Ivan Bedzhov and Magdalena Zernicka-Goetz discovered a new way to study how embryos develop after implantation in the uterine lining.
Their finding will be particularly useful in understanding the process of rapid growth that the embryo undergoes after it is implanted.
Of mice and men
Studying the blastocysts of mice, Bedzhov and Zernicka-Goetz discovered how a blastocyst develops from a ball of cells to the cup-shape seen during post-implantation. The cells of the ball-shaped blastocyst form into a rosette of wedge-shaped cells.
While the researchers used reproductive cells from mice, the procedure carries across all mammals. The mouse blastocyst formed the rosette-shape on it’s fourth day, for humans this would likely occur after seven days.
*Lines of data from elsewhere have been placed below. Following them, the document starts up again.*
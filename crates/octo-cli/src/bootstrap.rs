use std::sync::Arc;
use std::time::Duration;

use anyhow::{Context, Result};
use octo_ai::{
    BackendAuth, BackendClient, BackendConfig, FirestoreIssueIndex, FirestoreIssueIndexConfig,
    IssueIndex, MetadataTokenSource, DEFAULT_METADATA_BASE,
};
use octo_commands::{builtin_registry, BotServices};
use octo_github::github_app_auth::{GithubAppCredentials, InstallationTokenProvider};
use octo_runtime::{DeliveryRouter, GithubAuth, WebhookServerConfig};
use octo_settings::{AppSecrets, BotSettings};

use crate::cli_args::{Cli, CliBackendAuthMode};

/// Everything the server needs, built and validated once at startup.
pub(crate) struct Bootstrap {
    pub(crate) router: DeliveryRouter,
    pub(crate) server: WebhookServerConfig,
}

pub(crate) fn bootstrap(cli: &Cli) -> Result<Bootstrap> {
    let settings = BotSettings::load(&cli.config)?;
    let registry = builtin_registry(&settings.enabled_commands)
        .context("invalid enabledCommands in configuration")?;
    tracing::info!(
        commands = ?registry.commands().iter().map(|command| command.name.as_str()).collect::<Vec<_>>(),
        "command registry ready"
    );

    let metadata = MetadataTokenSource::new(DEFAULT_METADATA_BASE, cli.request_timeout_ms)?;
    let backend = BackendClient::new(BackendConfig {
        base_url: cli.backend_url.clone(),
        request_timeout_ms: cli.request_timeout_ms,
        auth: match cli.backend_auth {
            CliBackendAuthMode::Metadata => BackendAuth::Metadata(metadata.clone()),
            CliBackendAuthMode::None => BackendAuth::None,
        },
    })?;
    let issue_index = issue_index(cli, metadata)?;
    let (auth, webhook_secret) = github_auth(cli)?;

    let services = BotServices {
        backend: Arc::new(backend),
        issue_index,
        settings: Arc::new(settings),
        registry: Arc::new(registry),
    };
    Ok(Bootstrap {
        router: DeliveryRouter::new(
            services,
            auth,
            cli.github_api_base.clone(),
            cli.request_timeout_ms,
        ),
        server: WebhookServerConfig {
            bind: cli.bind.clone(),
            webhook_secret,
            delivery_timeout: Duration::from_secs(cli.delivery_timeout_seconds),
        },
    })
}

fn issue_index(
    cli: &Cli,
    metadata: MetadataTokenSource,
) -> Result<Option<Arc<dyn IssueIndex>>> {
    let Some(project) = cli
        .gcp_project
        .as_deref()
        .map(str::trim)
        .filter(|project| !project.is_empty())
    else {
        tracing::info!("no gcp project configured; issue index disabled");
        return Ok(None);
    };
    let mut config = FirestoreIssueIndexConfig::new(project);
    config.request_timeout_ms = cli.request_timeout_ms;
    Ok(Some(Arc::new(FirestoreIssueIndex::new(config, metadata)?)))
}

/// A static token wins over App credentials; the webhook secret still comes
/// from the App secrets when they are present.
fn github_auth(cli: &Cli) -> Result<(GithubAuth, Option<String>)> {
    let raw_secrets = cli
        .github_bot_config
        .as_deref()
        .filter(|raw| !raw.trim().is_empty());
    if let Some(token) = cli
        .github_token
        .as_deref()
        .map(str::trim)
        .filter(|token| !token.is_empty())
    {
        let webhook_secret = match raw_secrets {
            Some(raw) => Some(AppSecrets::parse(Some(raw))?.webhook_secret),
            None => {
                tracing::warn!("running with a static github token and no webhook secret");
                None
            }
        };
        return Ok((GithubAuth::StaticToken(token.to_string()), webhook_secret));
    }

    let secrets = AppSecrets::parse(raw_secrets)?;
    let credentials = GithubAppCredentials::from_pem(&secrets.app_id, &secrets.private_key)?;
    let provider = InstallationTokenProvider::new(
        &cli.github_api_base,
        Arc::new(credentials),
        cli.request_timeout_ms,
    )?;
    Ok((
        GithubAuth::App(Arc::new(provider)),
        Some(secrets.webhook_secret),
    ))
}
Stages of mammalian reproduction
In mammals embryos develop in two main stages pre- and post- implantation. In the pre-implantation stage the embryo is a small ball of cells (known as a blastocyst ), “floating” around the uterus.In the post-implantation stage the blastocyst has attached itself to the uterine lining.
Until now it was only possible to grow a blastocyst outside the body for research up to the point of implantation. According to study author Professor Magdalena Zernicka-Goetz the post-implantation stage has been an enigma.
A great deal is known about the blastocyst during pre- and post-implantation. But before today very little was known about the first two days of implantation (known as peri-implantation).
Thanks to the research done by Ivan Bedzhov and Magdalena Zernicka-Goetz at Cambridge University, not only has this mystery been solved, there is video proof, made publicly available thanks to EurekAlert.
Changing the textbooks
With this new discovery biology textbooks world-wide will need to be re-written. Professor Zernicka-Goetz explained that current texts only have educated guesses on this stage of blastocyst development.